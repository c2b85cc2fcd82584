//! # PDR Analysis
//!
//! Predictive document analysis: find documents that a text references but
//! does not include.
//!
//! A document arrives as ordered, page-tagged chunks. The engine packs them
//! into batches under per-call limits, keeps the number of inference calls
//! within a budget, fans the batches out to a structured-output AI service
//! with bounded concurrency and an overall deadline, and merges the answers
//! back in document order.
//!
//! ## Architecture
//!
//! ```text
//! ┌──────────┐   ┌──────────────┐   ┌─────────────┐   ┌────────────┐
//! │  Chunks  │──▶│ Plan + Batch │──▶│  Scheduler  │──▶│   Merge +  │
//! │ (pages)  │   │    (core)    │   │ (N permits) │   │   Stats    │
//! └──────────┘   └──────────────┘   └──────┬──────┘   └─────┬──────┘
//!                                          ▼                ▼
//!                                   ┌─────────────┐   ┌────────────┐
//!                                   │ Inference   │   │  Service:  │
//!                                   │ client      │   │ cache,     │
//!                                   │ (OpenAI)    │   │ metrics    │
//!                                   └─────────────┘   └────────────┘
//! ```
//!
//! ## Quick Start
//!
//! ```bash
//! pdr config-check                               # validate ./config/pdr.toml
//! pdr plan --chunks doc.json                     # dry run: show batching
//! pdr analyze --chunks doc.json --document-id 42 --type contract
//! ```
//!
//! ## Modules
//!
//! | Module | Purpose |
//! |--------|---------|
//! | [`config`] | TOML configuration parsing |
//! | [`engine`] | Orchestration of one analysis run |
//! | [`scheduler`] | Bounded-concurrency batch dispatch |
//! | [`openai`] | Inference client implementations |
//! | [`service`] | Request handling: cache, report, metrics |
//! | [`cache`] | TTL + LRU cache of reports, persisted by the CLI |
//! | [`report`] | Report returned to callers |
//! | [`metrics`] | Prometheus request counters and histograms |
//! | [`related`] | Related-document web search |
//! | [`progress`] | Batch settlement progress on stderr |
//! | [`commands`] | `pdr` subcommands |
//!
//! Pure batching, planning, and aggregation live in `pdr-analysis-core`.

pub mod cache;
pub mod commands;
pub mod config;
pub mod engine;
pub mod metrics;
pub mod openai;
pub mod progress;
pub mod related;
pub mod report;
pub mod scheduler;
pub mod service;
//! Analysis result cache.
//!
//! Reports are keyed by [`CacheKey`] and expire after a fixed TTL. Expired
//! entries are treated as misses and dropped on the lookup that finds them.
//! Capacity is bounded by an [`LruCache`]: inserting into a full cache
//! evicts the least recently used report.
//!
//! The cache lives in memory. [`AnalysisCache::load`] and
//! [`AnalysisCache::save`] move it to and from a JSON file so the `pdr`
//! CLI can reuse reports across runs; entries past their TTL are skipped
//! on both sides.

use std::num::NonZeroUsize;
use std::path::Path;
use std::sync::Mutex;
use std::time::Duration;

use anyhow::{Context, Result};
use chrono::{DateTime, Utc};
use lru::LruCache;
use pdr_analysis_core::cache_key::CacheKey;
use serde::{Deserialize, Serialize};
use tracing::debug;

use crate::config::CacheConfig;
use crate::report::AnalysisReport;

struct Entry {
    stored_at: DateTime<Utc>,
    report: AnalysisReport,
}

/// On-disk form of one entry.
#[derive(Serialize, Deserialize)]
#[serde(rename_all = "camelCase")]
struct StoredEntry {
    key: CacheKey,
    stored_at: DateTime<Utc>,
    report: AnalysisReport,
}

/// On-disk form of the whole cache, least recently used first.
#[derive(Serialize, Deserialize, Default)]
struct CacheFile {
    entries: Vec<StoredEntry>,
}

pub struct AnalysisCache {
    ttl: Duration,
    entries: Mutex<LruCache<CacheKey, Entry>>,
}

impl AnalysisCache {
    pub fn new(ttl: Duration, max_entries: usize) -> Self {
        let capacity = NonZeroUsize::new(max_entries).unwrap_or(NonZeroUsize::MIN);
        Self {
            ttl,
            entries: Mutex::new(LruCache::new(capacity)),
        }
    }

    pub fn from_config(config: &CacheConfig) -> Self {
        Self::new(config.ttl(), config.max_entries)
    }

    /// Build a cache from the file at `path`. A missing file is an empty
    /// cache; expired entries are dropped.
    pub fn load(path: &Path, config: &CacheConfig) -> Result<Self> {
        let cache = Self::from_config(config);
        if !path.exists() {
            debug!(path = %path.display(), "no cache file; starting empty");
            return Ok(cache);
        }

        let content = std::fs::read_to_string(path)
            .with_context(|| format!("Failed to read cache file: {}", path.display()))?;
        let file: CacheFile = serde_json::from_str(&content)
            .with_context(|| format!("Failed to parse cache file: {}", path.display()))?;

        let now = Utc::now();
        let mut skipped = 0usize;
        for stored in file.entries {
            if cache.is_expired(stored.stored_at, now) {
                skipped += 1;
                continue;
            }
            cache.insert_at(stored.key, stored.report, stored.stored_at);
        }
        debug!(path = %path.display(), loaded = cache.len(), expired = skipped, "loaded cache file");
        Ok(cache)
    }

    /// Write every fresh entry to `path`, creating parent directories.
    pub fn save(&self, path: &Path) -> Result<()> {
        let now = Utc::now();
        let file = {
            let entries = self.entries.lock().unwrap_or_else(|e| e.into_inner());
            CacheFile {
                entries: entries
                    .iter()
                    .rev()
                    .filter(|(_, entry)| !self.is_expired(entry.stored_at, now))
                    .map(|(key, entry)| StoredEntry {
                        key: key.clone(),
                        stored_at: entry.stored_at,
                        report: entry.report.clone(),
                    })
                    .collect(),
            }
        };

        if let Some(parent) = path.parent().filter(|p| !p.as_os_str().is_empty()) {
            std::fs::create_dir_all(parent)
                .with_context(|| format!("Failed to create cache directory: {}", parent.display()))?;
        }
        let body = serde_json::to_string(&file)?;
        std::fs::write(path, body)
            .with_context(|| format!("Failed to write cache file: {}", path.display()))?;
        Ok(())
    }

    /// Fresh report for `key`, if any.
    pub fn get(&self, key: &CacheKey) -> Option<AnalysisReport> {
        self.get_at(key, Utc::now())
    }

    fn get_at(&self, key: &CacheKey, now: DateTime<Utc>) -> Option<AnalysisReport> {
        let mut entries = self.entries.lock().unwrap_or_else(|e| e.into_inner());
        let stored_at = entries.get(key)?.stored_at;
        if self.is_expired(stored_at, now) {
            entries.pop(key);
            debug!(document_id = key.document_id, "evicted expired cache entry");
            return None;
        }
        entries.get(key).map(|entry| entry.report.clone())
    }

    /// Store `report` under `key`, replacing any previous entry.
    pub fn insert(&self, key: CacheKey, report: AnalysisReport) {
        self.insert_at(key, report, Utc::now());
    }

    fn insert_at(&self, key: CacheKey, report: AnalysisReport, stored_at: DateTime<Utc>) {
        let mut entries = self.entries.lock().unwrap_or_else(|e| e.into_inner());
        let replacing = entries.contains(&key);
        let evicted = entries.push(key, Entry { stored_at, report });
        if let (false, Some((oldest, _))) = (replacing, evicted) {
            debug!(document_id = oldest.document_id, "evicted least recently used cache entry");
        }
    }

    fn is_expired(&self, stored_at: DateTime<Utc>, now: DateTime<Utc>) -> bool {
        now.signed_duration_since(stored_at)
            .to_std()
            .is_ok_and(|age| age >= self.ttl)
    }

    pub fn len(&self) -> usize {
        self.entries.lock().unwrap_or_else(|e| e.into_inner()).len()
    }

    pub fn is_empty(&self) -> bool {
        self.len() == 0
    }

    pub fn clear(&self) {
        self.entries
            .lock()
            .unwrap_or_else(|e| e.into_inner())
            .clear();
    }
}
• • • • •
- _Exercise_: Repeat the material in full, exactly as it reads.

- _Answer for this exercise_:
repository c2b85cc2fcd82584
//! # PDR Analysis
//!
//! Predictive document analysis: find documents that a text references but
//! does not include.
//!
//! A document arrives as ordered, page-tagged chunks. The engine packs them
//! into batches under per-call limits, keeps the number of inference calls
//! within a budget, fans the batches out to a structured-output AI service
//! with bounded concurrency and an overall deadline, and merges the answers
//! back in document order.
//!
//! ## Architecture
//!
//! ```text
//! ┌──────────┐   ┌──────────────┐   ┌─────────────┐   ┌────────────┐
//! │  Chunks  │──▶│ Plan + Batch │──▶│  Scheduler  │──▶│   Merge +  │
//! │ (pages)  │   │    (core)    │   │ (N permits) │   │   Stats    │
//! └──────────┘   └──────────────┘   └──────┬──────┘   └─────┬──────┘
//!                                          ▼                ▼
//!                                   ┌─────────────┐   ┌────────────┐
//!                                   │ Inference   │   │  Service:  │
//!                                   │ client      │   │ cache,     │
//!                                   │ (OpenAI)    │   │ metrics    │
//!                                   └─────────────┘   └────────────┘
//! ```
//!
//! ## Quick Start
//!
//! ```bash
//! pdr config-check                               # validate ./config/pdr.toml
//! pdr plan --chunks doc.json                     # dry run: show batching
//! pdr analyze --chunks doc.json --document-id 42 --type contract
//! ```
//!
//! ## Modules
//!
//! | Module | Purpose |
//! |--------|---------|
//! | [`config`] | TOML configuration parsing |
//! | [`engine`] | Orchestration of one analysis run |
//! | [`scheduler`] | Bounded-concurrency batch dispatch |
//! | [`openai`] | Inference client implementations |
//! | [`service`] | Request handling: cache, report, metrics |
//! | [`cache`] | TTL + LRU cache of reports, persisted by the CLI |
//! | [`report`] | Report returned to callers |
//! | [`metrics`] | Prometheus request counters and histograms |
//! | [`related`] | Related-document web search |
//! | [`progress`] | Batch settlement progress on stderr |
//! | [`commands`] | `pdr` subcommands |
//!
//! Pure batching, planning, and aggregation live in `pdr-analysis-core`.

pub mod cache;
pub mod commands;
pub mod config;
pub mod engine;
pub mod metrics;
pub mod openai;
pub mod progress;
pub mod related;
pub mod report;
pub mod scheduler;
pub mod service;
//! Analysis result cache.
//!
//! Reports are keyed by [`CacheKey`] and expire after a fixed TTL. Expired
//! entries are treated as misses and dropped on the lookup that finds them.
//! Capacity is bounded by an [`LruCache`]: inserting into a full cache
//! evicts the least recently used report.
//!
//! The cache lives in memory. [`AnalysisCache::load`] and
//! [`AnalysisCache::save`] move it to and from a JSON file so the `pdr`
//! CLI can reuse reports across runs; entries past their TTL are skipped
//! on both sides.

use std::num::NonZeroUsize;
use std::path::Path;
use std::sync::Mutex;
use std::time::Duration;

use anyhow::{Context, Result};
use chrono::{DateTime, Utc};
use lru::LruCache;
use pdr_analysis_core::cache_key::CacheKey;
use serde::{Deserialize, Serialize};
use tracing::debug;

use crate::config::CacheConfig;
use crate::report::AnalysisReport;

struct Entry {
    stored_at: DateTime<Utc>,
    report: AnalysisReport,
}

/// On-disk form of one entry.
#[derive(Serialize, Deserialize)]
#[serde(rename_all = "camelCase")]
struct StoredEntry {
    key: CacheKey,
    stored_at: DateTime<Utc>,
    report: AnalysisReport,
}

/// On-disk form of the whole cache, least recently used first.
#[derive(Serialize, Deserialize, Default)]
struct CacheFile {
    entries: Vec<StoredEntry>,
}

pub struct AnalysisCache {
    ttl: Duration,
    entries: Mutex<LruCache<CacheKey, Entry>>,
}

impl AnalysisCache {
    pub fn new(ttl: Duration, max_entries: usize) -> Self {
        let capacity = NonZeroUsize::new(max_entries).unwrap_or(NonZeroUsize::MIN);
        Self {
            ttl,
            entries: Mutex::new(LruCache::new(capacity)),
        }
    }

    pub fn from_config(config: &CacheConfig) -> Self {
        Self::new(config.ttl(), config.max_entries)
    }

    /// Build a cache from the file at `path`. A missing file is an empty
    /// cache; expired entries are dropped.
    pub fn load(path: &Path, config: &CacheConfig) -> Result<Self> {
        let cache = Self::from_config(config);
        if !path.exists() {
            debug!(path = %path.display(), "no cache file; starting empty");
            return Ok(cache);
        }

        let content = std::fs::read_to_string(path)
            .with_context(|| format!("Failed to read cache file: {}", path.display()))?;
        let file: CacheFile = serde_json::from_str(&content)
            .with_context(|| format!("Failed to parse cache file: {}", path.display()))?;

        let now = Utc::now();
        let mut skipped = 0usize;
        for stored in file.entries {
            if cache.is_expired(stored.stored_at, now) {
                skipped += 1;
                continue;
            }
            cache.insert_at(stored.key, stored.report, stored.stored_at);
        }
        debug!(path = %path.display(), loaded = cache.len(), expired = skipped, "loaded cache file");
        Ok(cache)
    }

    /// Write every fresh entry to `path`, creating parent directories.
    pub fn save(&self, path: &Path) -> Result<()> {
        let now = Utc::now();
        let file = {
            let entries = self.entries.lock().unwrap_or_else(|e| e.into_inner());
            CacheFile {
                entries: entries
                    .iter()
                    .rev()
                    .filter(|(_, entry)| !self.is_expired(entry.stored_at, now))
                    .map(|(key, entry)| StoredEntry {
                        key: key.clone(),
                        stored_at: entry.stored_at,
                        report: entry.report.clone(),
                    })
                    .collect(),
            }
        };

        if let Some(parent) = path.parent().filter(|p| !p.as_os_str().is_empty()) {
            std::fs::create_dir_all(parent)
                .with_context(|| format!("Failed to create cache directory: {}", parent.display()))?;
        }
        let body = serde_json::to_string(&file)?;
        std::fs::write(path, body)
            .with_context(|| format!("Failed to write cache file: {}", path.display()))?;
        Ok(())
    }

    /// Fresh report for `key`, if any.
    pub fn get(&self, key: &CacheKey) -> Option<AnalysisReport> {
        self.get_at(key, Utc::now())
    }

    fn get_at(&self, key: &CacheKey, now: DateTime<Utc>) -> Option<AnalysisReport> {
        let mut entries = self.entries.lock().unwrap_or_else(|e| e.into_inner());
        let stored_at = entries.get(key)?.stored_at;
        if self.is_expired(stored_at, now) {
            entries.pop(key);
            debug!(document_id = key.document_id, "evicted expired cache entry");
            return None;
        }
        entries.get(key).map(|entry| entry.report.clone())
    }

    /// Store `report` under `key`, replacing any previous entry.
    pub fn insert(&self, key: CacheKey, report: AnalysisReport) {
        self.insert_at(key, report, Utc::now());
    }

    fn insert_at(&self, key: CacheKey, report: AnalysisReport, stored_at: DateTime<Utc>) {
        let mut entries = self.entries.lock().unwrap_or_else(|e| e.into_inner());
        let replacing = entries.contains(&key);
        let evicted = entries.push(key, Entry { stored_at, report });
        if let (false, Some((oldest, _))) = (replacing, evicted) {
            debug!(document_id = oldest.document_id, "evicted least recently used cache entry");
        }
    }

    fn is_expired(&self, stored_at: DateTime<Utc>, now: DateTime<Utc>) -> bool {
        now.signed_duration_since(stored_at)
            .to_std()
            .is_ok_and(|age| age >= self.ttl)
    }

    pub fn len(&self) -> usize {
        self.entries.lock().unwrap_or_else(|e| e.into_inner()).len()
    }

    pub fn is_empty(&self) -> bool {
        self.len() == 0
    }

    pub fn clear(&self) {
        self.entries
            .lock()
            .unwrap_or_else(|e| e.into_inner())
            .clear();
    }
}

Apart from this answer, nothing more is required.